** Opening Data extract block **
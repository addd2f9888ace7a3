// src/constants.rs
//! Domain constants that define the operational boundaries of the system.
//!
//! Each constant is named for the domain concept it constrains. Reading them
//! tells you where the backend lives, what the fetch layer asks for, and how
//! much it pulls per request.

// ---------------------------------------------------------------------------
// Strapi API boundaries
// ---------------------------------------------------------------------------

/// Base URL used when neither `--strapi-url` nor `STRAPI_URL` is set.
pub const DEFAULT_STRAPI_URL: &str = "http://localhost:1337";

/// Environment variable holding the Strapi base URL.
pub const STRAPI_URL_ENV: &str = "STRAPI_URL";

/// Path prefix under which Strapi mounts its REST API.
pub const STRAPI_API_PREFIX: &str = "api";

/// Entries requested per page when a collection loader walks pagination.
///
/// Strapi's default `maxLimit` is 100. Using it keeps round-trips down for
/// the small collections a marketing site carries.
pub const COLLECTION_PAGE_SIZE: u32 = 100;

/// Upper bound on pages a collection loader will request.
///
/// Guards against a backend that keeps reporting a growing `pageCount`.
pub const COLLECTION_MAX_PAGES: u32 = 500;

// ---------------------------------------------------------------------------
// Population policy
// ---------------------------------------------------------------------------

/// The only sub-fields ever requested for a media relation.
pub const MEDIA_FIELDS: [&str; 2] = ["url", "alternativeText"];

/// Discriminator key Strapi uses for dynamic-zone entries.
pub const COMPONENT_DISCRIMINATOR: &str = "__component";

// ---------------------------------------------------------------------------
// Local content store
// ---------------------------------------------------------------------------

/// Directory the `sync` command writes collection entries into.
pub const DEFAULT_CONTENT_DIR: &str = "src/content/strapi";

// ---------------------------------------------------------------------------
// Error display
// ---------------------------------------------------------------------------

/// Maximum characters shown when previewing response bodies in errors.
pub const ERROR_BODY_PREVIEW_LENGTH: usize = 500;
** Closing Data extract block **
=== Exercise ===
Extract every line above that contains the word "loader".

=== Solution to this problem ===
/// Entries requested per page when a collection loader walks pagination.
/// Upper bound on pages a collection loader will request.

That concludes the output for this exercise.